Mencapai Hidup Yang Baik
Atas
pernyataan bagaimana manusia mencapai hidup yang baik, Plato memberikan dua macam ajaran. Pertama, ajaran yang ia warisi dari guru
kesayangannya, Sokrates; kedua,
ajaran yang ia kaitkan dengan pandangan orisinalnya mengenai hubungan antara
jiwa manusia dan ide-ide.
Dalam
ajaran pertama, seperti Sokrates, Plato mengajarkan bahwa manusia hendaknya
mencapai hidup yang baik atau kebahagiaan. Namun, menurut Plato, hidup yang
baik tidak mungkin kecuali dalam polis. Kalau manusia hanya sendiri, mungkin
kebahagiaan tidak akan dicapainya. Dengan ini, Plato menolak pendapat kaum
Sofis bahwa negara dan hukum dalam hidup bermasyarakat hanyalah berdasarkan
kesepakatan, dan bukan kodrat. Bagi Plato, kelak juga bagi muridnya,
Aristoteles, manusia kodratnya adalah makhluk sosial atau makhluk yang hidp
pada negara (polis).
Agar
dapat mencapai hidup yang baik atau bahagia, dituntut juga negara yang baik.

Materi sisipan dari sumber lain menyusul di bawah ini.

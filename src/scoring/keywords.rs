// src/scoring/keywords.rs
//! Default lexicons and whole-word keyword matching.

use regex::Regex;

pub const AI_ML_HIGH: &[&str] = &[
    "llm",
    "large language model",
    "gpt",
    "claude",
    "openai",
    "machine learning engineer",
    "ml engineer",
    "ai engineer",
    "deep learning",
    "neural network",
    "transformer",
    "rag",
    "retrieval augmented generation",
    "langchain",
    "llama",
    "bert",
    "embeddings",
    "mlops",
    "model serving",
    "ml platform",
];

pub const AI_ML_MEDIUM: &[&str] = &[
    "machine learning",
    "ai",
    "artificial intelligence",
    "nlp",
    "natural language processing",
    "computer vision",
    "data science",
    "pytorch",
    "tensorflow",
    "scikit-learn",
    "hugging face",
    "ml",
    "model training",
    "inference",
];

pub const AI_ML_LOW: &[&str] = &[
    "python",
    "statistics",
    "data",
    "analytics",
    "algorithm",
    "optimization",
    "prediction",
];

pub const FINTECH: &[&str] = &[
    "bank",
    "banking",
    "fintech",
    "financial services",
    "payment",
    "payments",
    "trading",
    "credit",
    "lending",
    "insurance",
    "fraud detection",
    "aml",
    "kyc",
    "compliance",
    "deutsche bank",
    "jpmorgan",
    "goldman sachs",
    "visa",
    "mastercard",
    "paypal",
    "stripe",
];

pub fn owned(words: &[&str]) -> Vec<String> {
    words.iter().map(|w| w.to_string()).collect()
}

/// Compiled keyword list. Matching is case-insensitive and bounded by
/// non-alphanumerics, so "ml" never hits inside "html".
#[derive(Debug, Clone)]
pub struct KeywordSet {
    entries: Vec<(String, Regex)>,
}

impl KeywordSet {
    pub fn compile(words: &[String]) -> Result<Self, regex::Error> {
        let mut entries = Vec::with_capacity(words.len());
        let mut seen = std::collections::HashSet::new();
        for w in words {
            let w = w.trim().to_lowercase();
            if w.is_empty() || !seen.insert(w.clone()) {
                continue;
            }
            let re = Regex::new(&format!(
                r"(?i)(?:^|[^\p{{Alphabetic}}\p{{N}}]){}(?:$|[^\p{{Alphabetic}}\p{{N}}])",
                regex::escape(&w)
            ))?;
            entries.push((w, re));
        }
        Ok(Self { entries })
    }

    pub fn len(&self) -> usize {
        self.entries.len()
    }

    pub fn is_empty(&self) -> bool {
        self.entries.is_empty()
    }

    /// Distinct keywords present in `text`, in lexicon order.
    pub fn matches<'a>(&'a self, text: &str) -> Vec<&'a str> {
        self.entries
            .iter()
            .filter(|(_, re)| re.is_match(text))
            .map(|(w, _)| w.as_str())
            .collect()
    }

    pub fn count(&self, text: &str) -> usize {
        self.entries.iter().filter(|(_, re)| re.is_match(text)).count()
    }
}
// tests/scoring_config.rs
//
// Config resolution and hot reload touch process-wide state (CWD, env),
// so every test here is serial.

use opportunity_scout::scoring::config::{
    self, ENV_SCORING_CONFIG_PATH, DEFAULT_SCORING_CONFIG_PATH,
};
use opportunity_scout::scoring::{start_hot_reload_thread, ENV_SCORING_HOT_RELOAD};
use opportunity_scout::{ScoringEngine, ScoringHandle};
use serial_test::serial;
use std::path::Path;
use std::time::Duration;
use std::{env, fs};

fn weights_toml(remote: f64, fintech: f64) -> String {
    format!(
        "[weights]\nremote_match = {remote}\nai_ml_relevance = 0.30\nseniority_match = 0.15\nsalary_match = 0.10\nfintech_bonus = {fintech}\n"
    )
}

/// Run `f` with the CWD set to a fresh temp dir.
fn in_temp_cwd(f: impl FnOnce(&Path)) {
    let old = env::current_dir().unwrap();
    let tmp = tempfile::tempdir().unwrap();
    env::set_current_dir(tmp.path()).unwrap();
    f(tmp.path());
    env::set_current_dir(old).unwrap();
}

#[test]
#[serial]
fn resolution_order_explicit_env_default_builtin() {
    in_temp_cwd(|dir| {
        env::remove_var(ENV_SCORING_CONFIG_PATH);

        // nothing anywhere -> built-in defaults
        let (cfg, path) = config::load(None).unwrap();
        assert!(path.is_none());
        assert_eq!(cfg.weights.remote_match, 0.40);

        // default file
        fs::create_dir_all(dir.join("config")).unwrap();
        fs::write(DEFAULT_SCORING_CONFIG_PATH, weights_toml(0.35, 0.10)).unwrap();
        let (cfg, path) = config::load(None).unwrap();
        assert_eq!(path.as_deref(), Some(Path::new(DEFAULT_SCORING_CONFIG_PATH)));
        assert_eq!(cfg.weights.remote_match, 0.35);

        // env beats the default file
        let env_path = dir.join("from_env.json");
        fs::write(
            &env_path,
            r#"{"weights": {"remote_match": 0.30, "ai_ml_relevance": 0.30, "seniority_match": 0.15,
                            "salary_match": 0.10, "fintech_bonus": 0.15}}"#,
        )
        .unwrap();
        env::set_var(ENV_SCORING_CONFIG_PATH, &env_path);
        let (cfg, _) = config::load(None).unwrap();
        assert_eq!(cfg.weights.fintech_bonus, 0.15);

        // explicit beats env
        let explicit = dir.join("explicit.toml");
        fs::write(&explicit, weights_toml(0.25, 0.20)).unwrap();
        let (cfg, path) = config::load(Some(&explicit)).unwrap();
        assert_eq!(path.as_deref(), Some(explicit.as_path()));
        assert_eq!(cfg.weights.remote_match, 0.25);

        // env pointing nowhere is an error, not a silent fallback
        env::set_var(ENV_SCORING_CONFIG_PATH, dir.join("missing.toml"));
        let err = config::load(None).unwrap_err();
        assert!(err.to_string().contains(ENV_SCORING_CONFIG_PATH));

        env::remove_var(ENV_SCORING_CONFIG_PATH);
    });
}

#[test]
#[serial]
fn invalid_file_reports_its_path() {
    in_temp_cwd(|dir| {
        let bad = dir.join("bad.toml");
        fs::write(&bad, weights_toml(0.40, 0.0)).unwrap();
        let err = config::load(Some(&bad)).unwrap_err();
        let msg = err.to_string();
        assert!(msg.contains("bad.toml"), "{msg}");
        assert!(msg.contains("sum to 1.0"), "{msg}");
    });
}

#[test]
#[serial]
fn hot_reload_swaps_weights_and_survives_bad_edits() {
    let tmp = tempfile::tempdir().unwrap();
    let path = tmp.path().join("scoring.toml");
    fs::write(&path, weights_toml(0.40, 0.05)).unwrap();

    let engine = ScoringEngine::new(config::load_from(&path).unwrap()).unwrap();
    let handle = ScoringHandle::new(engine);

    env::set_var(ENV_SCORING_HOT_RELOAD, "1");
    start_hot_reload_thread(handle.clone(), path.clone());
    env::remove_var(ENV_SCORING_HOT_RELOAD);

    // let the watcher record the initial mtime
    std::thread::sleep(Duration::from_millis(2500));
    fs::write(&path, weights_toml(0.35, 0.10)).unwrap();
    std::thread::sleep(Duration::from_millis(3000));
    let w = handle.weights().unwrap();
    assert_eq!(w.remote_match, 0.35);
    assert_eq!(w.fintech_bonus, 0.10);

    // an invalid edit keeps the last good config
    fs::write(&path, weights_toml(0.90, 0.10)).unwrap();
    std::thread::sleep(Duration::from_millis(3000));
    assert_eq!(handle.weights().unwrap().remote_match, 0.35);
}

#[test]
#[serial]
fn hot_reload_is_off_by_default() {
    let tmp = tempfile::tempdir().unwrap();
    let path = tmp.path().join("scoring.toml");
    fs::write(&path, weights_toml(0.40, 0.05)).unwrap();
    let handle = ScoringHandle::new(ScoringEngine::new(config::load_from(&path).unwrap()).unwrap());

    env::remove_var(ENV_SCORING_HOT_RELOAD);
    start_hot_reload_thread(handle.clone(), path.clone());
    std::thread::sleep(Duration::from_millis(100));
    fs::write(&path, weights_toml(0.35, 0.10)).unwrap();
    std::thread::sleep(Duration::from_millis(2500));
    assert_eq!(handle.weights().unwrap().remote_match, 0.40);
}
// src/ingest/providers/working_nomads.rs
//! Working Nomads job board (HTML). The board is remote-only.

use async_trait::async_trait;
use scraper::{ElementRef, Html, Selector};

use crate::error::SourceError;
use crate::ingest::extract::{mentions_ai_ml, parse_salary, truncate_chars};
use crate::ingest::normalize_text;
use crate::ingest::providers::get_text;
use crate::ingest::types::{SourceAdapter, SourceFetch};
use crate::listing::{Currency, LocationType, RawListing, Seniority};

pub const NAME: &str = "working_nomads";
pub const DEFAULT_URL: &str = "https://www.workingnomads.com/jobs";
const SITE_ROOT: &str = "https://www.workingnomads.com";

pub struct WorkingNomadsAdapter {
    mode: Mode,
}

enum Mode {
    Fixture(String),
    Http { url: String, client: reqwest::Client },
}

impl WorkingNomadsAdapter {
    pub fn from_fixture_str(html: &str) -> Self {
        Self {
            mode: Mode::Fixture(html.to_string()),
        }
    }

    pub fn from_url(url: impl Into<String>, client: reqwest::Client) -> Self {
        Self {
            mode: Mode::Http {
                url: url.into(),
                client,
            },
        }
    }
}

#[async_trait]
impl SourceAdapter for WorkingNomadsAdapter {
    async fn fetch(&self) -> SourceFetch {
        let res = match &self.mode {
            Mode::Fixture(html) => parse_page(html),
            Mode::Http { url, client } => {
                match get_text(client, url, &[("category", "development".to_string())]).await {
                    Ok(body) => parse_page(&body),
                    Err(e) => Err(e),
                }
            }
        };
        SourceFetch::from_result(NAME, res)
    }

    fn name(&self) -> &'static str {
        NAME
    }
}

struct Selectors {
    card: Selector,
    title: Selector,
    company: Selector,
    description: Selector,
    link: Selector,
    salary: Selector,
    tags: Selector,
}

impl Selectors {
    fn new() -> Result<Self, SourceError> {
        let parse = |s: &str| Selector::parse(s).map_err(|e| SourceError::Parse(format!("selector `{s}`: {e}")));
        Ok(Self {
            card: parse(".job-list > li, article.job")?,
            title: parse("h3, .job-title, a.job-link")?,
            company: parse(".company, .company-name, h4")?,
            description: parse(".description, .job-description, p")?,
            link: parse("a")?,
            salary: parse(".salary, .compensation")?,
            tags: parse(".tag, .tags li")?,
        })
    }
}

/// Parse a listing page. Cards without a title are dropped, non-AI/ML roles filtered.
fn parse_page(html: &str) -> Result<SourceFetch, SourceError> {
    let sel = Selectors::new()?;
    let doc = Html::parse_document(html);

    let mut out = Vec::new();
    let mut dropped = 0usize;
    let mut cards = 0usize;
    for card in doc.select(&sel.card) {
        cards += 1;
        match parse_card(card, &sel) {
            Some(Some(l)) => out.push(l),
            Some(None) => {}
            None => dropped += 1,
        }
    }
    if cards == 0 {
        // The board always lists something; zero cards means the markup changed.
        return Err(SourceError::Parse("no job cards found".into()));
    }
    Ok(SourceFetch::partial(out, dropped))
}

fn text_of(el: ElementRef<'_>) -> String {
    normalize_text(&el.text().collect::<String>())
}

/// `None` = unparseable card, `Some(None)` = filtered out.
fn parse_card(card: ElementRef<'_>, sel: &Selectors) -> Option<Option<RawListing>> {
    let role = card.select(&sel.title).next().map(text_of).filter(|t| !t.is_empty())?;
    if !mentions_ai_ml(&role) {
        return Some(None);
    }

    let company = card
        .select(&sel.company)
        .next()
        .map(text_of)
        .filter(|t| !t.is_empty())
        .unwrap_or_else(|| "Unknown Company".to_string());

    let mut l = RawListing::new(NAME, company, role);
    l.location = LocationType::Remote;
    l.seniority = Seniority::infer(&l.role);
    l.description = card
        .select(&sel.description)
        .next()
        .map(text_of)
        .map(|d| truncate_chars(&d, 500))
        .unwrap_or_default();
    l.url = card
        .select(&sel.link)
        .next()
        .and_then(|a| a.value().attr("href"))
        .map(|href| {
            if href.starts_with("http") {
                href.to_string()
            } else {
                format!("{SITE_ROOT}{href}")
            }
        })
        .unwrap_or_default();
    l.salary = card
        .select(&sel.salary)
        .next()
        .map(text_of)
        .and_then(|s| parse_salary(&s, Currency::Usd));
    l.tech_tags = card
        .select(&sel.tags)
        .map(text_of)
        .filter(|t| !t.is_empty())
        .collect();
    Some(Some(l))
}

Dalam suatu negara yang buruk, para warga negara yang tidak mampu mencapai
hidup yang baik. Namun, juga sebaliknya : kalau semua warga negara hidup buruk,
bagaimana mungkin suatu negara bisa menjadi negara yang baik. Ada pengaruh
timbal balik antara hidup yang baik sebagai individu dan negara yang baik.
Ajaran
Plato yang kedua berkaitan dengan pandangannya mengenai hubungan antara jiwa
manusa dan ide-ide. Seperti dikatakan sebelumnya, berkat eros, jiwa manusia
mempunyai kerinduan untuk kembali ke keadaan asalnya, pulang menuju kerajaan ide-ide.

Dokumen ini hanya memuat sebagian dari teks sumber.